Ph.D. in Biomedical Engineering
I arrived in the fall of 2020, right as COVID-19 locked down the world. The American dream I had imagined looked very different from a quiet apartment. The first two years were isolating — almost no social life, limited lab access, plenty of self-doubt. But isolation can be clarifying. During those quiet months, I faced a personal motivation that became my research compass: family members were beginning to show early signs of cognitive decline. Dementia was no longer abstract.
I chose Alzheimer's disease research because I could finally apply my engineering skills to something deeply personal and urgent. The early PhD years (2020–2022) were exploratory — finding the right collaborators, learning neuroimaging, discovering what problems I could actually contribute to. It wasn't always smooth, and there were moments of real doubt about whether I belonged. But I kept pushing.
By 2022, momentum shifted. My research evolved with clarity: starting with motion correction challenges in PET/MR (TCBC), then MR-based deep learning segmentation (LEON), then pushing toward an MRI-less quantification approach, and finally analyzing biomarkers at scale across large cohorts. I learned to collaborate across disciplines — nuclear medicine, radiology, neurology, computer science. Conference presentations at SNMMI (2023, 2024) pushed me to communicate beyond just the lab. By 2025, my dissertation focused on optimizing amyloid PET quantification, integrating everything I'd learned about imaging, machine learning, and clinical precision.
Those five years reshaped me. Not just as a researcher, but as someone who understands that good science requires persistence, collaboration, and keeping your "why" always in view.
Postdoctoral Researcher, Digital Medicine & Smart Healthcare Research Center
After five years abroad, I returned to Taiwan in early 2026 — a homecoming with fresh energy. I joined the Digital Medicine & Smart Healthcare Research Center at NYCU, working alongside Albert Yang. It felt like closing a circle while opening a new one.
My research directions are expanding: sovereign AI and how to build trustworthy systems within Taiwan's healthcare ecosystem; digital twins that can replicate patient physiology; surgical computer vision (DaVinci systems); and fMRI foundation models that might unlock new understanding of brain function. The mission remains unchanged — trustworthy clinical AI — but the scope is broader and more ambitious.

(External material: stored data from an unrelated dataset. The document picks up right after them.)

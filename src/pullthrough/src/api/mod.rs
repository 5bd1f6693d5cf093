//! Management API served under `/api/v2.0`

pub mod jobservice;

use crate::server::AppState;
use axum::Router;

pub fn routes() -> Router<AppState> {
    jobservice::routes()
}
use crate::config::{RegistryType, UpstreamConfig, DEFAULT_MANIFEST_ACCEPT_HEADER};
use crate::error::{ProxyError, Result};
use crate::registry::adapter::{AdapterFactory, BlobStream, PulledManifest, RegistryAdapter};
use crate::registry::auth::{Challenge, TokenCache};
use crate::registry::manager::Registry;
use crate::registry::manifest::{digest_of, is_digest, Descriptor, Manifest, MEDIA_TYPE_OCTET_STREAM};
use async_trait::async_trait;
use bytes::Bytes;
use futures::{StreamExt, TryStreamExt};
use reqwest::header::{
    HeaderMap, ACCEPT, CONTENT_LENGTH, CONTENT_TYPE, LOCATION, WWW_AUTHENTICATE,
};
use reqwest::{Client, RequestBuilder, Response, StatusCode};
use std::sync::Arc;
use std::time::Duration;

const DOCKER_CONTENT_DIGEST: &str = "docker-content-digest";

/// Build the shared HTTP client for upstream registries
pub fn build_client(upstream: &UpstreamConfig, insecure: bool) -> Result<Client> {
    reqwest::Client::builder()
        .danger_accept_invalid_certs(upstream.insecure_skip_verify || insecure)
        .pool_max_idle_per_host(10)
        .pool_idle_timeout(Duration::from_secs(90))
        .timeout(Duration::from_secs(upstream.timeout_secs))
        .connect_timeout(Duration::from_secs(10))
        .build()
        .map_err(ProxyError::Http)
}

#[derive(Debug, Clone)]
enum Authorization {
    Bearer(String),
    Basic(String, String),
}

fn authorize(req: RequestBuilder, auth: &Option<Authorization>) -> RequestBuilder {
    match auth {
        Some(Authorization::Bearer(token)) => req.bearer_auth(token),
        Some(Authorization::Basic(user, pass)) => req.basic_auth(user, Some(pass)),
        None => req,
    }
}

fn header_str(headers: &HeaderMap, name: &str) -> Option<String> {
    headers
        .get(name)
        .and_then(|v| v.to_str().ok())
        .map(|s| s.to_string())
}

/// Distribution API client for one upstream registry
pub struct UpstreamAdapter {
    registry: Registry,
    client: Client,
    tokens: Arc<TokenCache>,
}

impl UpstreamAdapter {
    pub fn new(registry: Registry, client: Client, tokens: Arc<TokenCache>) -> Self {
        Self {
            registry,
            client,
            tokens,
        }
    }

    /// Docker Hub keeps official images under `library/`
    pub fn upstream_repository(&self, repository: &str) -> String {
        if self.registry.registry_type == RegistryType::DockerHub && !repository.contains('/') {
            format!("library/{}", repository)
        } else {
            repository.to_string()
        }
    }

    fn url(&self, repository: &str, tail: &str) -> String {
        format!("{}/v2/{}/{}", self.registry.url, repository, tail)
    }

    fn initial_authorization(&self) -> Option<Authorization> {
        // Harbor accepts basic credentials without a challenge round-trip
        match (&self.registry.registry_type, &self.registry.credential) {
            (RegistryType::Harbor, Some(cred)) => Some(Authorization::Basic(
                cred.username.clone(),
                cred.password.clone(),
            )),
            _ => None,
        }
    }

    /// Send a request, answering one auth challenge. Returns the response and the
    /// authorization that produced it so follow-up requests can reuse it.
    async fn send<F>(&self, repository: &str, build: F) -> Result<(Response, Option<Authorization>)>
    where
        F: Fn(&Client) -> RequestBuilder,
    {
        let mut auth = self.initial_authorization();
        let resp = authorize(build(&self.client), &auth).send().await?;
        if resp.status() != StatusCode::UNAUTHORIZED {
            return Ok((resp, auth));
        }

        let challenge = resp
            .headers()
            .get(WWW_AUTHENTICATE)
            .and_then(|v| v.to_str().ok())
            .and_then(Challenge::parse);
        tracing::debug!(
            registry_id = self.registry.id,
            repository = %repository,
            challenge = ?challenge,
            "Upstream requested authentication"
        );

        auth = match challenge {
            Some(challenge @ Challenge::Bearer { .. }) => self
                .tokens
                .fetch(
                    &self.client,
                    &challenge,
                    repository,
                    self.registry.credential.as_ref(),
                )
                .await
                .map(Authorization::Bearer),
            Some(Challenge::Basic) => self
                .registry
                .credential
                .as_ref()
                .map(|c| Authorization::Basic(c.username.clone(), c.password.clone())),
            None => None,
        };

        if auth.is_none() {
            return Ok((resp, None));
        }
        let resp = authorize(build(&self.client), &auth).send().await?;
        Ok((resp, auth))
    }

    fn status_error(&self, what: &str, status: StatusCode) -> ProxyError {
        if status == StatusCode::NOT_FOUND {
            ProxyError::NotFound(format!("{} not found upstream", what))
        } else {
            ProxyError::Registry(format!(
                "registry {} returned {} for {}",
                self.registry.name, status, what
            ))
        }
    }
}

#[async_trait]
impl RegistryAdapter for UpstreamAdapter {
    async fn pull_manifest(&self, repository: &str, reference: &str) -> Result<PulledManifest> {
        let repository = self.upstream_repository(repository);
        let url = self.url(&repository, &format!("manifests/{}", reference));
        tracing::debug!(url = %url, "Pulling manifest from upstream");

        let (resp, _) = self
            .send(&repository, |c| {
                c.get(&url).header(ACCEPT, DEFAULT_MANIFEST_ACCEPT_HEADER)
            })
            .await?;
        if !resp.status().is_success() {
            return Err(self.status_error(&format!("manifest {}:{}", repository, reference), resp.status()));
        }

        let content_type = header_str(resp.headers(), CONTENT_TYPE.as_str());
        let header_digest = header_str(resp.headers(), DOCKER_CONTENT_DIGEST);
        let payload = resp.bytes().await?;
        let digest = header_digest
            .filter(|d| !d.is_empty())
            .or_else(|| is_digest(reference).then(|| reference.to_string()))
            .unwrap_or_else(|| digest_of(&payload));
        let manifest = Manifest::parse(content_type.as_deref(), payload)?;

        tracing::debug!(
            repository = %repository,
            reference = %reference,
            digest = %digest,
            media_type = %manifest.media_type(),
            "Pulled manifest from upstream"
        );
        Ok(PulledManifest { manifest, digest })
    }

    async fn pull_blob(&self, repository: &str, digest: &str) -> Result<(Descriptor, BlobStream)> {
        let repository = self.upstream_repository(repository);
        let url = self.url(&repository, &format!("blobs/{}", digest));
        let (resp, _) = self.send(&repository, |c| c.get(&url)).await?;
        if !resp.status().is_success() {
            return Err(self.status_error(&format!("blob {}", digest), resp.status()));
        }

        let size = resp.content_length().unwrap_or(0);
        let media_type = header_str(resp.headers(), CONTENT_TYPE.as_str())
            .unwrap_or_else(|| MEDIA_TYPE_OCTET_STREAM.to_string());
        let actual_digest =
            header_str(resp.headers(), DOCKER_CONTENT_DIGEST).unwrap_or_else(|| digest.to_string());
        if actual_digest != digest {
            tracing::warn!(
                requested = %digest,
                reported = %actual_digest,
                "Upstream reported a different blob digest"
            );
        }

        let stream = resp
            .bytes_stream()
            .map_err(std::io::Error::other)
            .boxed();
        Ok((Descriptor::new(media_type, digest, size), stream))
    }

    async fn push_manifest(
        &self,
        repository: &str,
        tag: &str,
        media_type: &str,
        payload: Bytes,
    ) -> Result<String> {
        let repository = self.upstream_repository(repository);
        let url = self.url(&repository, &format!("manifests/{}", tag));
        let (resp, _) = self
            .send(&repository, |c| {
                c.put(&url)
                    .header(CONTENT_TYPE, media_type)
                    .body(payload.clone())
            })
            .await?;
        if !resp.status().is_success() {
            return Err(self.status_error(&format!("manifest push {}:{}", repository, tag), resp.status()));
        }
        Ok(header_str(resp.headers(), DOCKER_CONTENT_DIGEST).unwrap_or_else(|| digest_of(&payload)))
    }

    async fn push_blob(
        &self,
        repository: &str,
        digest: &str,
        size: u64,
        body: BlobStream,
    ) -> Result<()> {
        let repository = self.upstream_repository(repository);
        let blob_url = self.url(&repository, &format!("blobs/{}", digest));
        let (head, _) = self.send(&repository, |c| c.head(&blob_url)).await?;
        if head.status().is_success() {
            tracing::debug!(repository = %repository, digest = %digest, "Blob already present upstream");
            return Ok(());
        }

        let start_url = self.url(&repository, "blobs/uploads/");
        let (resp, auth) = self.send(&repository, |c| c.post(&start_url)).await?;
        if !resp.status().is_success() {
            return Err(self.status_error(&format!("blob upload {}", digest), resp.status()));
        }

        let location = header_str(resp.headers(), LOCATION.as_str()).ok_or_else(|| {
            ProxyError::Registry("blob upload response carried no Location".to_string())
        })?;
        let location = if location.starts_with("http://") || location.starts_with("https://") {
            location
        } else {
            format!("{}{}", self.registry.url, location)
        };
        let sep = if location.contains('?') { '&' } else { '?' };
        let put_url = format!("{}{}digest={}", location, sep, digest);

        let resp = authorize(self.client.put(&put_url), &auth)
            .header(CONTENT_LENGTH, size)
            .header(CONTENT_TYPE, MEDIA_TYPE_OCTET_STREAM)
            .body(reqwest::Body::wrap_stream(body))
            .send()
            .await?;
        if !resp.status().is_success() {
            return Err(self.status_error(&format!("blob upload {}", digest), resp.status()));
        }
        Ok(())
    }
}

/// Builds [`UpstreamAdapter`]s, picking the TLS client from the registry flags
pub struct UpstreamAdapterFactory {
    client: Client,
    insecure_client: Client,
    tokens: Arc<TokenCache>,
}

impl UpstreamAdapterFactory {
    pub fn new(upstream: &UpstreamConfig) -> Result<Self> {
        Ok(Self {
            client: build_client(upstream, false)?,
            insecure_client: build_client(upstream, true)?,
            tokens: Arc::new(TokenCache::new()),
        })
    }

    pub fn client(&self) -> &Client {
        &self.client
    }
}

impl AdapterFactory for UpstreamAdapterFactory {
    fn create(&self, registry: &Registry) -> Result<Arc<dyn RegistryAdapter>> {
        if registry.url.is_empty() {
            return Err(ProxyError::UpstreamUnavailable(format!(
                "registry {} has no url",
                registry.id
            )));
        }
        let client = if registry.insecure {
            self.insecure_client.clone()
        } else {
            self.client.clone()
        };
        Ok(Arc::new(UpstreamAdapter::new(
            registry.clone(),
            client,
            self.tokens.clone(),
        )))
    }
}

Being back in Taiwan, I'm reconnecting with home while pushing toward something larger: technology that serves people, systems that clinicians can trust, and research that bridges East and West. This is where the journey continues.
Clinical AI must be reliable, interpretable, and safe. I focus on building systems that clinicians can trust—minimizing false positives, addressing algorithmic bias, and ensuring robustness across diverse patient populations. In healthcare, a confident but wrong prediction can harm; transparency matters as much as accuracy.
Research driven by real human need is research worth doing. My work on Alzheimer's imaging was born from witnessing family members navigate cognitive decline. That personal stake keeps me grounded—reminds me that behind every dataset are people and their stories. Good science isn't detached; it's answerable to something larger than academic metrics.
The hardest problems live at the intersections. Trustworthy clinical AI requires engineers who understand medicine, radiologists who know deep learning, and computer scientists who grasp neuroanatomy. I thrive at these boundaries, building bridges between domains and learning to speak multiple languages of expertise.